* **TASK TO CARRY OUT**
An exact transcription of all the data is required.

Recorded data
━━━━━━━━━━
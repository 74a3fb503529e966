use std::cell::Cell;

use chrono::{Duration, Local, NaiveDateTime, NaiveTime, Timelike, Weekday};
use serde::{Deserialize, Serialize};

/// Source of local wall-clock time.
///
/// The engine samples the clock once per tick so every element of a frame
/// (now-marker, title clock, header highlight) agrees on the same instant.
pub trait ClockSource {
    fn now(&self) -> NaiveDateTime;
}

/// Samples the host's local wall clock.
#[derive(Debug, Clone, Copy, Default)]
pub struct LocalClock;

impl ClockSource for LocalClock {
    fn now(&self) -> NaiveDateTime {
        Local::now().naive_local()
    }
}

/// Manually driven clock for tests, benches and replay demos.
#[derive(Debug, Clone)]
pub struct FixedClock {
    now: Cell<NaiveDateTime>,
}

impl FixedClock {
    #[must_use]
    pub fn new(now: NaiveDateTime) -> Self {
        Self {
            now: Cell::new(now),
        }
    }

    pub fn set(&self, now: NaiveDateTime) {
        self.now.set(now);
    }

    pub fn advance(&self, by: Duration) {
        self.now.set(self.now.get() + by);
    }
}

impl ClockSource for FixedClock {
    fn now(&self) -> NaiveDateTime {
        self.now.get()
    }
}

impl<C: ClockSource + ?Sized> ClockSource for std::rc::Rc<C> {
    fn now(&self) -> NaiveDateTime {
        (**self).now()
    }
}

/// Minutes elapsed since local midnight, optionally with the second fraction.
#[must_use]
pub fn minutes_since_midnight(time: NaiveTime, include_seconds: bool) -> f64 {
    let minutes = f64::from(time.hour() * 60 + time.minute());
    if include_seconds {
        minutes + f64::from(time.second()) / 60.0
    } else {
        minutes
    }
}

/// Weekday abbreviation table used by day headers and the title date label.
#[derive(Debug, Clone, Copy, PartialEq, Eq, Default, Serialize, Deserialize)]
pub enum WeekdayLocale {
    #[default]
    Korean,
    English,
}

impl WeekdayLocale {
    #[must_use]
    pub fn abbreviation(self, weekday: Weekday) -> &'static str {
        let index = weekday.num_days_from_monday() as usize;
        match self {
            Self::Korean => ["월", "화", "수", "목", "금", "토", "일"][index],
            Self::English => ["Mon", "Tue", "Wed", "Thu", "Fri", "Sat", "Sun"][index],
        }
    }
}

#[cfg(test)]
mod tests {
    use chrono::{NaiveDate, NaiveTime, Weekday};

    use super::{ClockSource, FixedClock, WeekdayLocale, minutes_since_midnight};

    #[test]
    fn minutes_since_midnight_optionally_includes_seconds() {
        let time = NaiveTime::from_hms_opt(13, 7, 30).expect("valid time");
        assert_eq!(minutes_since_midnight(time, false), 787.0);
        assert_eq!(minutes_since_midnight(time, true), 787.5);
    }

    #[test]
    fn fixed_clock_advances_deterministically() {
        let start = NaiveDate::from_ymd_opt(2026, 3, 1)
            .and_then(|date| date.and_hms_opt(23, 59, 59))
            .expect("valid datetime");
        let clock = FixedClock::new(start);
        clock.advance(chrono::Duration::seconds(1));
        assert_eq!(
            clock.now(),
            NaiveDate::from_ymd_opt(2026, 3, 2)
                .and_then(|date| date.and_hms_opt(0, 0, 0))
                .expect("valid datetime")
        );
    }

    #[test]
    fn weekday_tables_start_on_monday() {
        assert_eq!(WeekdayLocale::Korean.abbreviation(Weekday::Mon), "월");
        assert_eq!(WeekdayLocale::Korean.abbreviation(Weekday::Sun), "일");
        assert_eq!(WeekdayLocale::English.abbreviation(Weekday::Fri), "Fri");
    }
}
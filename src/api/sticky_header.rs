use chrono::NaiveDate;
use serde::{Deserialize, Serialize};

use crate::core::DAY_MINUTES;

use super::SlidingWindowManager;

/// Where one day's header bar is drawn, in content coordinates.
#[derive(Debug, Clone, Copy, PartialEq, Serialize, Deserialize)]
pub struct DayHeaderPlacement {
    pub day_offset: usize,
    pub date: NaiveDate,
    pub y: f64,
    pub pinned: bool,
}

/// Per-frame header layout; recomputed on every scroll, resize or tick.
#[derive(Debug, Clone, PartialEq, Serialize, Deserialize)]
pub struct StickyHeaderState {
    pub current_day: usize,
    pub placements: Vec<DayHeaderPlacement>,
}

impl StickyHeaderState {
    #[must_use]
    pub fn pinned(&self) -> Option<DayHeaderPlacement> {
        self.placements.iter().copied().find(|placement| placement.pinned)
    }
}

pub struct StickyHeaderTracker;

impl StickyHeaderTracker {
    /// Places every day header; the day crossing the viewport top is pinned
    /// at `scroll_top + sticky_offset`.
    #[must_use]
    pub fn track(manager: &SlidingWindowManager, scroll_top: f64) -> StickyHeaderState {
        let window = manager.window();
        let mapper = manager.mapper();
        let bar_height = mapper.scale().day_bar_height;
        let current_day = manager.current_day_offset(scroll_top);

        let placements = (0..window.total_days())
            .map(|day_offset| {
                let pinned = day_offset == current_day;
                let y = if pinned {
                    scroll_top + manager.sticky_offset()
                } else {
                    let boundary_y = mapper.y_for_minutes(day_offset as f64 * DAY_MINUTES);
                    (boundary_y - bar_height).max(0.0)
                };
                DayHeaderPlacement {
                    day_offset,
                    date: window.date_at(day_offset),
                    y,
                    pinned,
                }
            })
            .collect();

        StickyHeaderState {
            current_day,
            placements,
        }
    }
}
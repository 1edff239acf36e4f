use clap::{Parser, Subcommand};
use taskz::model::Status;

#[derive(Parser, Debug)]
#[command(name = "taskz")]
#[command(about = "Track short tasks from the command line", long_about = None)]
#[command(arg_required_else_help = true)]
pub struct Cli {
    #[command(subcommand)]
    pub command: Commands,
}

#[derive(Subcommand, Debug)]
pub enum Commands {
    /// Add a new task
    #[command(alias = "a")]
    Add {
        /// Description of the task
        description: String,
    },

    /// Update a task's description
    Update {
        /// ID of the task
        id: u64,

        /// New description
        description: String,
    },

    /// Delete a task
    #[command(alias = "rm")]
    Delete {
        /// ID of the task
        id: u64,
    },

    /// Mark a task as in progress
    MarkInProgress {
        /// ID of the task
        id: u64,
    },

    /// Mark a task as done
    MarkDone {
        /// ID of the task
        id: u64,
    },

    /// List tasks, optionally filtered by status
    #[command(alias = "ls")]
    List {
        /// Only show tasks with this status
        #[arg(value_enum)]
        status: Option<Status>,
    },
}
━━━━━━━━━━
* **WRITTEN RESPONSE**
repository 74a3fb503529e966
use std::cell::Cell;

use chrono::{Duration, Local, NaiveDateTime, NaiveTime, Timelike, Weekday};
use serde::{Deserialize, Serialize};

/// Source of local wall-clock time.
///
/// The engine samples the clock once per tick so every element of a frame
/// (now-marker, title clock, header highlight) agrees on the same instant.
pub trait ClockSource {
    fn now(&self) -> NaiveDateTime;
}

/// Samples the host's local wall clock.
#[derive(Debug, Clone, Copy, Default)]
pub struct LocalClock;

impl ClockSource for LocalClock {
    fn now(&self) -> NaiveDateTime {
        Local::now().naive_local()
    }
}

/// Manually driven clock for tests, benches and replay demos.
#[derive(Debug, Clone)]
pub struct FixedClock {
    now: Cell<NaiveDateTime>,
}

impl FixedClock {
    #[must_use]
    pub fn new(now: NaiveDateTime) -> Self {
        Self {
            now: Cell::new(now),
        }
    }

    pub fn set(&self, now: NaiveDateTime) {
        self.now.set(now);
    }

    pub fn advance(&self, by: Duration) {
        self.now.set(self.now.get() + by);
    }
}

impl ClockSource for FixedClock {
    fn now(&self) -> NaiveDateTime {
        self.now.get()
    }
}

impl<C: ClockSource + ?Sized> ClockSource for std::rc::Rc<C> {
    fn now(&self) -> NaiveDateTime {
        (**self).now()
    }
}

/// Minutes elapsed since local midnight, optionally with the second fraction.
#[must_use]
pub fn minutes_since_midnight(time: NaiveTime, include_seconds: bool) -> f64 {
    let minutes = f64::from(time.hour() * 60 + time.minute());
    if include_seconds {
        minutes + f64::from(time.second()) / 60.0
    } else {
        minutes
    }
}

/// Weekday abbreviation table used by day headers and the title date label.
#[derive(Debug, Clone, Copy, PartialEq, Eq, Default, Serialize, Deserialize)]
pub enum WeekdayLocale {
    #[default]
    Korean,
    English,
}

impl WeekdayLocale {
    #[must_use]
    pub fn abbreviation(self, weekday: Weekday) -> &'static str {
        let index = weekday.num_days_from_monday() as usize;
        match self {
            Self::Korean => ["월", "화", "수", "목", "금", "토", "일"][index],
            Self::English => ["Mon", "Tue", "Wed", "Thu", "Fri", "Sat", "Sun"][index],
        }
    }
}

#[cfg(test)]
mod tests {
    use chrono::{NaiveDate, NaiveTime, Weekday};

    use super::{ClockSource, FixedClock, WeekdayLocale, minutes_since_midnight};

    #[test]
    fn minutes_since_midnight_optionally_includes_seconds() {
        let time = NaiveTime::from_hms_opt(13, 7, 30).expect("valid time");
        assert_eq!(minutes_since_midnight(time, false), 787.0);
        assert_eq!(minutes_since_midnight(time, true), 787.5);
    }

    #[test]
    fn fixed_clock_advances_deterministically() {
        let start = NaiveDate::from_ymd_opt(2026, 3, 1)
            .and_then(|date| date.and_hms_opt(23, 59, 59))
            .expect("valid datetime");
        let clock = FixedClock::new(start);
        clock.advance(chrono::Duration::seconds(1));
        assert_eq!(
            clock.now(),
            NaiveDate::from_ymd_opt(2026, 3, 2)
                .and_then(|date| date.and_hms_opt(0, 0, 0))
                .expect("valid datetime")
        );
    }

    #[test]
    fn weekday_tables_start_on_monday() {
        assert_eq!(WeekdayLocale::Korean.abbreviation(Weekday::Mon), "월");
        assert_eq!(WeekdayLocale::Korean.abbreviation(Weekday::Sun), "일");
        assert_eq!(WeekdayLocale::English.abbreviation(Weekday::Fri), "Fri");
    }
}
filename src/api/sticky_header.rs
use chrono::NaiveDate;
use serde::{Deserialize, Serialize};

use crate::core::DAY_MINUTES;

use super::SlidingWindowManager;

/// Where one day's header bar is drawn, in content coordinates.
#[derive(Debug, Clone, Copy, PartialEq, Serialize, Deserialize)]
pub struct DayHeaderPlacement {
    pub day_offset: usize,
    pub date: NaiveDate,
    pub y: f64,
    pub pinned: bool,
}

/// Per-frame header layout; recomputed on every scroll, resize or tick.
#[derive(Debug, Clone, PartialEq, Serialize, Deserialize)]
pub struct StickyHeaderState {
    pub current_day: usize,
    pub placements: Vec<DayHeaderPlacement>,
}

impl StickyHeaderState {
    #[must_use]
    pub fn pinned(&self) -> Option<DayHeaderPlacement> {
        self.placements.iter().copied().find(|placement| placement.pinned)
    }
}

pub struct StickyHeaderTracker;

impl StickyHeaderTracker {
    /// Places every day header; the day crossing the viewport top is pinned
    /// at `scroll_top + sticky_offset`.
    #[must_use]
    pub fn track(manager: &SlidingWindowManager, scroll_top: f64) -> StickyHeaderState {
        let window = manager.window();
        let mapper = manager.mapper();
        let bar_height = mapper.scale().day_bar_height;
        let current_day = manager.current_day_offset(scroll_top);

        let placements = (0..window.total_days())
            .map(|day_offset| {
                let pinned = day_offset == current_day;
                let y = if pinned {
                    scroll_top + manager.sticky_offset()
                } else {
                    let boundary_y = mapper.y_for_minutes(day_offset as f64 * DAY_MINUTES);
                    (boundary_y - bar_height).max(0.0)
                };
                DayHeaderPlacement {
                    day_offset,
                    date: window.date_at(day_offset),
                    y,
                    pinned,
                }
            })
            .collect();

        StickyHeaderState {
            current_day,
            placements,
        }
    }
}
repository 1edff239acf36e4f
use clap::{Parser, Subcommand};
use taskz::model::Status;

#[derive(Parser, Debug)]
#[command(name = "taskz")]
#[command(about = "Track short tasks from the command line", long_about = None)]
#[command(arg_required_else_help = true)]
pub struct Cli {
    #[command(subcommand)]
    pub command: Commands,
}

#[derive(Subcommand, Debug)]
pub enum Commands {
    /// Add a new task
    #[command(alias = "a")]
    Add {
        /// Description of the task
        description: String,
    },

    /// Update a task's description
    Update {
        /// ID of the task
        id: u64,

        /// New description
        description: String,
    },

    /// Delete a task
    #[command(alias = "rm")]
    Delete {
        /// ID of the task
        id: u64,
    },

    /// Mark a task as in progress
    MarkInProgress {
        /// ID of the task
        id: u64,
    },

    /// Mark a task as done
    MarkDone {
        /// ID of the task
        id: u64,
    },

    /// List tasks, optionally filtered by status
    #[command(alias = "ls")]
    List {
        /// Only show tasks with this status
        #[arg(value_enum)]
        status: Option<Status>,
    },
}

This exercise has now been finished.